Lines containing the word "snapshots" are to be copied from the data below.

───── Supplied data ─────

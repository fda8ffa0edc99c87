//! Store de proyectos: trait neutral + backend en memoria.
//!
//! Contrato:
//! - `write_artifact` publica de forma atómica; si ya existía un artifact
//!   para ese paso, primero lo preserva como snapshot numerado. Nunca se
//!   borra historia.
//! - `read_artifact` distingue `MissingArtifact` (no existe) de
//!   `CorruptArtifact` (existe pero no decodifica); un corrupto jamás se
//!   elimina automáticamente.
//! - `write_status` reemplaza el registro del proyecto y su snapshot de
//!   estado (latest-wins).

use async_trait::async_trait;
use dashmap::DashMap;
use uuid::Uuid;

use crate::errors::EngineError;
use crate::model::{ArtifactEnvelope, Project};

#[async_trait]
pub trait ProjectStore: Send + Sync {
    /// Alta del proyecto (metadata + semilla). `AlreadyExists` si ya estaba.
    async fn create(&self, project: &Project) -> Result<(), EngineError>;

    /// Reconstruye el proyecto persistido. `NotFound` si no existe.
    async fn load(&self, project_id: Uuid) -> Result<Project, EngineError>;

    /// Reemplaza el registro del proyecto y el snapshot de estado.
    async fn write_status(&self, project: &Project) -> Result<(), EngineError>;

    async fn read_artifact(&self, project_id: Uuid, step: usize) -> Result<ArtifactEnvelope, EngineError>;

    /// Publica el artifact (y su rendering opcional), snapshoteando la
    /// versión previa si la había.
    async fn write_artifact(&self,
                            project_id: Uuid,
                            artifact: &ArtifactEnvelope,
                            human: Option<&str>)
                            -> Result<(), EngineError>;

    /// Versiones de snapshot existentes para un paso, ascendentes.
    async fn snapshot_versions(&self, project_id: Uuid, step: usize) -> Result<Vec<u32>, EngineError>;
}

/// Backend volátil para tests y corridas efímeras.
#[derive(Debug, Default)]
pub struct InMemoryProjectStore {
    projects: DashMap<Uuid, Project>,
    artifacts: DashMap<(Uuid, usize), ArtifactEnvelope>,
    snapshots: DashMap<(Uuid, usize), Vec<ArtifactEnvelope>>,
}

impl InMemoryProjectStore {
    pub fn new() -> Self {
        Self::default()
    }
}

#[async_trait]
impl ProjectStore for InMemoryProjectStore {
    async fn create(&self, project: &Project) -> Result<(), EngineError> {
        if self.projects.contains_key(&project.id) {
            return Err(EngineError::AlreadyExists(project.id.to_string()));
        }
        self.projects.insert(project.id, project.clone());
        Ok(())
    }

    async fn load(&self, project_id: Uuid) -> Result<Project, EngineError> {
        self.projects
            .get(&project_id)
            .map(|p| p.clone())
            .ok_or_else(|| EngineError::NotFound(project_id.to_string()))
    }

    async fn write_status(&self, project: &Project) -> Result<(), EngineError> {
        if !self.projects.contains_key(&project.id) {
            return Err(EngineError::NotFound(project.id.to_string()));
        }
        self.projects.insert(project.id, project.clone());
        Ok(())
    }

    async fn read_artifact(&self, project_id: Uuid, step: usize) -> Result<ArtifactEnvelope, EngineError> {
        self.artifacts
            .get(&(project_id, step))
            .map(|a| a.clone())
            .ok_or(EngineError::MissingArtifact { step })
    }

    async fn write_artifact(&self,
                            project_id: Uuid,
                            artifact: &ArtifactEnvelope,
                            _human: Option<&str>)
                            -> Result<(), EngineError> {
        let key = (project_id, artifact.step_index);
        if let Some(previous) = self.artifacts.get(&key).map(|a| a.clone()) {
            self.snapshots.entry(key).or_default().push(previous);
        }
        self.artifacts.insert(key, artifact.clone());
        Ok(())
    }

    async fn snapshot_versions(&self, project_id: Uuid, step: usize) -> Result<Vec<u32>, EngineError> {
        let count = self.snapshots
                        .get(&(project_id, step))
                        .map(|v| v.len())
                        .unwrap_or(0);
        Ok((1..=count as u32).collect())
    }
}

─────

■ Written solution ■
    snapshots: DashMap<(Uuid, usize), Vec<ArtifactEnvelope>>,
            self.snapshots.entry(key).or_default().push(previous);
        let count = self.snapshots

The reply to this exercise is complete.